- **WHAT TO DO**
In the data below, find each line carrying the string "rolling" and copy it out.

....

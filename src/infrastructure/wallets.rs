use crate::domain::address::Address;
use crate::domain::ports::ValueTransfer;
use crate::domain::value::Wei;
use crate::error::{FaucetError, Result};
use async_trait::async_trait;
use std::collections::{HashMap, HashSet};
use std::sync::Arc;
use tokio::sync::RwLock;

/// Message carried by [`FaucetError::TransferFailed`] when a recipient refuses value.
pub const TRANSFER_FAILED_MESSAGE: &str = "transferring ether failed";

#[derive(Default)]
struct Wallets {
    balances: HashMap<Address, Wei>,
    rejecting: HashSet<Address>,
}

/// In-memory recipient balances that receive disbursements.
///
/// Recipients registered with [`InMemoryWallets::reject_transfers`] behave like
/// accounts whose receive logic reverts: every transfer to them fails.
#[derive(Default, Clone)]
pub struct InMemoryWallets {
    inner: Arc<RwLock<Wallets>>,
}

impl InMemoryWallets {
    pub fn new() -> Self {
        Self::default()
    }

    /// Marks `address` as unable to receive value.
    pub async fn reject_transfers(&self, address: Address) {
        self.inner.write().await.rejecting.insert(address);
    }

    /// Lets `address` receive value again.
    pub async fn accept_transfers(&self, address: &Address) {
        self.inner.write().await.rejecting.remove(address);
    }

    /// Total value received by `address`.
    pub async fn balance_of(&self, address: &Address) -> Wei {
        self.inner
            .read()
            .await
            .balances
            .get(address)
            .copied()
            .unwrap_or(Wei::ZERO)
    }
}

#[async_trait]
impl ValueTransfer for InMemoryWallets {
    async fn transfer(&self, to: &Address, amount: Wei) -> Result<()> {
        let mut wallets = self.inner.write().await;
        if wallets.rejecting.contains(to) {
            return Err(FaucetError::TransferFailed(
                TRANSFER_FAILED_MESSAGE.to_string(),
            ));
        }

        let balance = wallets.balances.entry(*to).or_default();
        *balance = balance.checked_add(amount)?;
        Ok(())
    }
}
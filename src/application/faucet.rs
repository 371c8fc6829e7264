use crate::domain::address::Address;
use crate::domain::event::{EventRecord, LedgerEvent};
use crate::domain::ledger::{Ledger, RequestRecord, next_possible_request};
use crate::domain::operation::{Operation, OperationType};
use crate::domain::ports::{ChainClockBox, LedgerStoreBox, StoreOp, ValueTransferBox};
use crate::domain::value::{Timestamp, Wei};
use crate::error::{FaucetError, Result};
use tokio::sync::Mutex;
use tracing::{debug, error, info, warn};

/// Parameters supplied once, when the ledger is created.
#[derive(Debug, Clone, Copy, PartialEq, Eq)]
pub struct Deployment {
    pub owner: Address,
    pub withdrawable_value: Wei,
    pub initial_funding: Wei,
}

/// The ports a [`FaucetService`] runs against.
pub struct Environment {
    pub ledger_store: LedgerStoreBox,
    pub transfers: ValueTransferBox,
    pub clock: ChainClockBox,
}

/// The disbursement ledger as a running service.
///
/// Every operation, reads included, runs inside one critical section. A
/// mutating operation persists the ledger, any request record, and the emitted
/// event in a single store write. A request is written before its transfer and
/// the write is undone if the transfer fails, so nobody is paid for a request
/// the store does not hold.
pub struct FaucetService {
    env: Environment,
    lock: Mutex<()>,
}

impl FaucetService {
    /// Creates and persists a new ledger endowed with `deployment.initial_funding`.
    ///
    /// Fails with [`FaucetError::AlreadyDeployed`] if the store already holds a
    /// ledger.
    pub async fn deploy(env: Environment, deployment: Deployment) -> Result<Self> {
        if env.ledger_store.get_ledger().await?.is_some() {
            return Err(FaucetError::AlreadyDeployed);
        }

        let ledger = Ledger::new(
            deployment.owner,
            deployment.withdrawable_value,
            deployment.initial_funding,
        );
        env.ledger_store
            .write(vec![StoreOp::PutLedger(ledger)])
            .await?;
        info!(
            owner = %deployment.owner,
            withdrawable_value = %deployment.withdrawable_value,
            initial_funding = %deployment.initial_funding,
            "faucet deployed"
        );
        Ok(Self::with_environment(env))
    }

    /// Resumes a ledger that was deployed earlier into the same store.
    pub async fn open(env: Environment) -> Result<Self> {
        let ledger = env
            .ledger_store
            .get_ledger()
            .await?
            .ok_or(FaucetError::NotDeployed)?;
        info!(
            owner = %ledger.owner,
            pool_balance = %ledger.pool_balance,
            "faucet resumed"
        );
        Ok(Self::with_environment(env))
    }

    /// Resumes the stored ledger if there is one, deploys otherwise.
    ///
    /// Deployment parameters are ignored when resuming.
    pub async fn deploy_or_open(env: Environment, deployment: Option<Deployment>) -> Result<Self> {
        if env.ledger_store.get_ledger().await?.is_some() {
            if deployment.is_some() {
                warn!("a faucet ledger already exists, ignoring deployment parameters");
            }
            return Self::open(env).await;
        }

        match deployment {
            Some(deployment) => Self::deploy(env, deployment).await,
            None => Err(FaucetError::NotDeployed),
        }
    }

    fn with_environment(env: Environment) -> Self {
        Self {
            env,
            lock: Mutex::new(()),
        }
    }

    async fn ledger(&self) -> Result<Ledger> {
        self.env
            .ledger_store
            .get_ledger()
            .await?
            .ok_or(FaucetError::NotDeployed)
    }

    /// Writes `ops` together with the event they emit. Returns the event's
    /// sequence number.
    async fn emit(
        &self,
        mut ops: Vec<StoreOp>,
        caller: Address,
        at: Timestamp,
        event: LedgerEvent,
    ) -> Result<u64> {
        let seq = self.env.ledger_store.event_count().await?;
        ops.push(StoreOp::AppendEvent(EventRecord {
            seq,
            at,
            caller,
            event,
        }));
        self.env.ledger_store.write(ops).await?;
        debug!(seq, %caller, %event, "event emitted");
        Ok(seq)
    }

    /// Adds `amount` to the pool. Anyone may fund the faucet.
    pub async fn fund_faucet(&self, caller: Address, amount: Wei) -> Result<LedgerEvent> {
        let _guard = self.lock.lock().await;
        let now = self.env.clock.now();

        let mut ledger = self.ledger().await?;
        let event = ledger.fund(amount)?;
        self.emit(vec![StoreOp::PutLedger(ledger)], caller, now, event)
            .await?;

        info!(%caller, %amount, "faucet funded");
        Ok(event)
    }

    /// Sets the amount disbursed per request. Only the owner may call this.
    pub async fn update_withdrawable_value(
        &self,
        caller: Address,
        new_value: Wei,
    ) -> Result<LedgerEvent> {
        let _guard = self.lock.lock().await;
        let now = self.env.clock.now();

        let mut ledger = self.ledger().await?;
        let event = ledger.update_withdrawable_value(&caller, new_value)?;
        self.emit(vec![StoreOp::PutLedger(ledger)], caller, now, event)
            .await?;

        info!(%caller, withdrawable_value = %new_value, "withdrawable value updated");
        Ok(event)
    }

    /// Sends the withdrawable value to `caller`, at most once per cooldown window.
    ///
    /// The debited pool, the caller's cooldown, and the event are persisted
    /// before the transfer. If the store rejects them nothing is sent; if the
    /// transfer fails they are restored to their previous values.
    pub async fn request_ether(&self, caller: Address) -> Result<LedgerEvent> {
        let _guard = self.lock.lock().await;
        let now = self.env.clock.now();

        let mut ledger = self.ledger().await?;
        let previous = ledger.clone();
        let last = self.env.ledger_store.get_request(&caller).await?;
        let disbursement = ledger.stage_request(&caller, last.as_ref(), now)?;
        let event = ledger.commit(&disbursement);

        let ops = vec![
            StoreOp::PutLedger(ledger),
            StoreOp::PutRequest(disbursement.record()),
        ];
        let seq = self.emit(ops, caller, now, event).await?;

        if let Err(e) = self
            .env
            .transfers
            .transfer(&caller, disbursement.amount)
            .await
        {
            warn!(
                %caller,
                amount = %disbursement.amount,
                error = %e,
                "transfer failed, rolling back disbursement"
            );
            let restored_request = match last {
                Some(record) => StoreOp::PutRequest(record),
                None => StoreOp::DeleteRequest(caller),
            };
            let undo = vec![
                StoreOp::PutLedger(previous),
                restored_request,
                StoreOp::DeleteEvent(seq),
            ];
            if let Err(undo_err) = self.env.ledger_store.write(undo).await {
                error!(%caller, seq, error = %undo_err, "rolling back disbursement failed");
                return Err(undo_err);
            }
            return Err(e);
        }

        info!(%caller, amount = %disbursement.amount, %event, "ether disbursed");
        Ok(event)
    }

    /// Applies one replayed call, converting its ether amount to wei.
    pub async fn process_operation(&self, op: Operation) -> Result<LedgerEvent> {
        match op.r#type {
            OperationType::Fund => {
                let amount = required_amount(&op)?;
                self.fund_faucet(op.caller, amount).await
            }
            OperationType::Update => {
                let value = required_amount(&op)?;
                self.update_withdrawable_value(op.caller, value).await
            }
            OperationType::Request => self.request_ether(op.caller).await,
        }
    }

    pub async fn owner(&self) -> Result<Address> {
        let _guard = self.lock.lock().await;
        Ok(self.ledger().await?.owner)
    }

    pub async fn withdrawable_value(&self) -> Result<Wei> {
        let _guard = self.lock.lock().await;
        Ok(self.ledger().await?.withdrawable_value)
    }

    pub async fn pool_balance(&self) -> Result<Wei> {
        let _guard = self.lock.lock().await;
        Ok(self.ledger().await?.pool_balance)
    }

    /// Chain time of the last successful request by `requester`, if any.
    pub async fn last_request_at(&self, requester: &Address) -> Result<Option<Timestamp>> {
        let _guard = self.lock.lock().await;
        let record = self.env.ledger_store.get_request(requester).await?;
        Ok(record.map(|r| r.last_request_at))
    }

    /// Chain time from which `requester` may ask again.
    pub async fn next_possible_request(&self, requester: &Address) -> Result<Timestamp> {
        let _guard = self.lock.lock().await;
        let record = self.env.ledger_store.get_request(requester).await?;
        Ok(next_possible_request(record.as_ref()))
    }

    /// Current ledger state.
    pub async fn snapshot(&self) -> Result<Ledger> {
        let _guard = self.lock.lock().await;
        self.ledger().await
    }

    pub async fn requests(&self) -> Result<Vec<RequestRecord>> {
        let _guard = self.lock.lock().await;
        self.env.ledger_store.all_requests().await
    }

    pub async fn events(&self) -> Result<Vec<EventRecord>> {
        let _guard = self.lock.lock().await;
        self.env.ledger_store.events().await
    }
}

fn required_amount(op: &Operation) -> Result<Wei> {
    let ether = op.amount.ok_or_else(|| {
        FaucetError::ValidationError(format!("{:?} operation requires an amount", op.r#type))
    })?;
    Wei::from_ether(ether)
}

....

- **PROBLEM SOLUTION**
                "transfer failed, rolling back disbursement"
                error!(%caller, seq, error = %undo_err, "rolling back disbursement failed");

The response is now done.